Upcoming 2020 Burgundy vintage

Heat waves in Europe:

Hail yesterday in Nuits-Saint-Georges, doesn’t look like damage is too bad though.

Thank you Jasper! Just listened to your “I’ll Drink to That” episode (for the third time). Certainly one of the best episodes of one of the best wine podcasts out there!

Some video of the NSG hail storm -

I spent an hour in and around Vosne this morning (5 August), and took the time to speak to some people and make some videos.

This one is a video of DRC Richebourg on the left and Leroy Richebourg on the right. The difference is quite visible on this video. Grapes look fantastic on both.

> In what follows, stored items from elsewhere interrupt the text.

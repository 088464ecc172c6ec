use std::borrow::Cow;

use crate::paint::Color;
use crate::raster::{QUAD_INDICES, Texture, Vertex};
use crate::transform::{AffineMatrix, Placement};

use super::Quad;

/// Growable buffer of textured quads drawn in one call.
///
/// Invariants:
/// - `vertices.len() == capacity * 4`
/// - `indices.len() == capacity * 6`, sprite `i` stamped at `4 * i`
/// - `count <= capacity`
///
/// Sprites are addressed by 1-based handles returned from [`add`](Self::add).
#[derive(Debug, Clone)]
pub struct SpriteBatch {
    texture: Texture,
    vertices: Vec<Vertex>,
    indices: Vec<u32>,
    count: usize,
    capacity: usize,
    color: Option<Color>,
}

impl SpriteBatch {
    pub fn new(texture: Texture, capacity: usize) -> Self {
        let mut batch = Self {
            texture,
            vertices: Vec::new(),
            indices: Vec::new(),
            count: 0,
            capacity: 0,
            color: None,
        };
        batch.set_buffer_size(capacity);
        batch
    }

    /// Appends a sprite and returns its 1-based handle.
    ///
    /// `quad = None` samples the whole texture. The buffer doubles when full.
    pub fn add(&mut self, quad: Option<&Quad>, placement: Placement) -> usize {
        self.add_transformed(quad, &placement.matrix())
    }

    /// Like [`add`](Self::add) with an already composed local matrix.
    pub fn add_transformed(&mut self, quad: Option<&Quad>, m: &AffineMatrix) -> usize {
        if self.count == self.capacity {
            let grown = (self.capacity * 2).max(1);
            log::debug!("SpriteBatch: growing {} -> {grown}", self.capacity);
            self.set_buffer_size(grown);
        }

        let slot = self.count;
        self.write(slot, quad, m);
        self.count += 1;
        self.count
    }

    /// Rewrites the sprite at `handle`. Handles outside `1..=count` are ignored.
    pub fn set(&mut self, handle: usize, quad: Option<&Quad>, placement: Placement) {
        let Some(slot) = self.slot(handle) else {
            log::debug!("SpriteBatch::set: handle {handle} out of range (count {})", self.count);
            return;
        };
        self.write(slot, quad, &placement.matrix());
    }

    /// The four stored vertices of `handle`, in corner order.
    pub fn get(&self, handle: usize) -> Option<[Vertex; 4]> {
        let slot = self.slot(handle)?;
        let v = &self.vertices[slot * 4..slot * 4 + 4];
        Some([v[0], v[1], v[2], v[3]])
    }

    #[inline]
    fn slot(&self, handle: usize) -> Option<usize> {
        (1..=self.count).contains(&handle).then(|| handle - 1)
    }

    fn write(&mut self, slot: usize, quad: Option<&Quad>, m: &AffineMatrix) {
        let quad = quad.copied().unwrap_or_else(|| Quad::full(&self.texture));
        let color = self.color.unwrap_or_default();

        let dst = &mut self.vertices[slot * 4..slot * 4 + 4];
        for ((v, p), uv) in dst.iter_mut().zip(quad.corners()).zip(quad.uvs()) {
            let p = m.transform_point(p);
            *v = Vertex::new(p.x, p.y, uv[0], uv[1], color);
        }
    }

    /// Removes every sprite. Buffers are kept.
    #[inline]
    pub fn clear(&mut self) {
        self.count = 0;
    }

    /// Resizes the buffer to `size` sprites.
    ///
    /// Existing vertex data is preserved up to the new size; `count` is
    /// truncated when shrinking. The index stamp is rebuilt either way.
    pub fn set_buffer_size(&mut self, size: usize) {
        self.vertices.resize(size * 4, Vertex::default());
        self.indices.clear();
        self.indices.reserve(size * 6);
        for i in 0..size as u32 {
            self.indices.extend(QUAD_INDICES.iter().map(|&k| 4 * i + k));
        }
        self.capacity = size;
        self.count = self.count.min(size);
    }

    #[inline]
    pub fn buffer_size(&self) -> usize {
        self.capacity
    }

    #[inline]
    pub fn count(&self) -> usize {
        self.count
    }

    #[inline]
    pub fn is_empty(&self) -> bool {
        self.count == 0
    }

    /// Tint written into sprites added or set from now on. `None` means white.
    #[inline]
    pub fn set_color(&mut self, color: Option<Color>) {
        self.color = color;
    }

    #[inline]
    pub fn color(&self) -> Option<Color> {
        self.color
    }

    #[inline]
    pub fn set_texture(&mut self, texture: Texture) {
        self.texture = texture;
    }

    #[inline]
    pub fn texture(&self) -> Texture {
        self.texture
    }

    /// Vertices of the live sprites.
    #[inline]
    pub fn vertices(&self) -> &[Vertex] {
        &self.vertices[..self.count * 4]
    }

    /// Indices of the live sprites.
    #[inline]
    pub fn indices(&self) -> &[u32] {
        &self.indices[..self.count * 6]
    }

    /// Live vertices mapped through `m`. Identity borrows the stored buffer.
    pub fn transformed_vertices(&self, m: &AffineMatrix) -> Cow<'_, [Vertex]> {
        if m.is_identity() {
            return Cow::Borrowed(self.vertices());
        }
        Cow::Owned(self.vertices().iter().map(|v| v.transformed(m)).collect())
    }
}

Some information: I believe the DRC vines are hedged at 125cm. The Leroy vines run above 200cm. There are actually 5 rows in the Romanee-Conti vineyard that are hedged at around 140cm - they seem to be testing hedging higher.

You can also see that not hedging gives more shadow. A benefit with climate heating up. There are some concerns due to upcoming heatwave and lack of rain. Berries are already super small.

Here are the vines of the Arnoux-Lachaux vineyard. Also supposeldy unhedged, but quite different from the Leroy vineyard. Some vines are quite small and not very lively.

Also you can see that Leroy has recently worked the soil, and Arnoux-Lachaux not.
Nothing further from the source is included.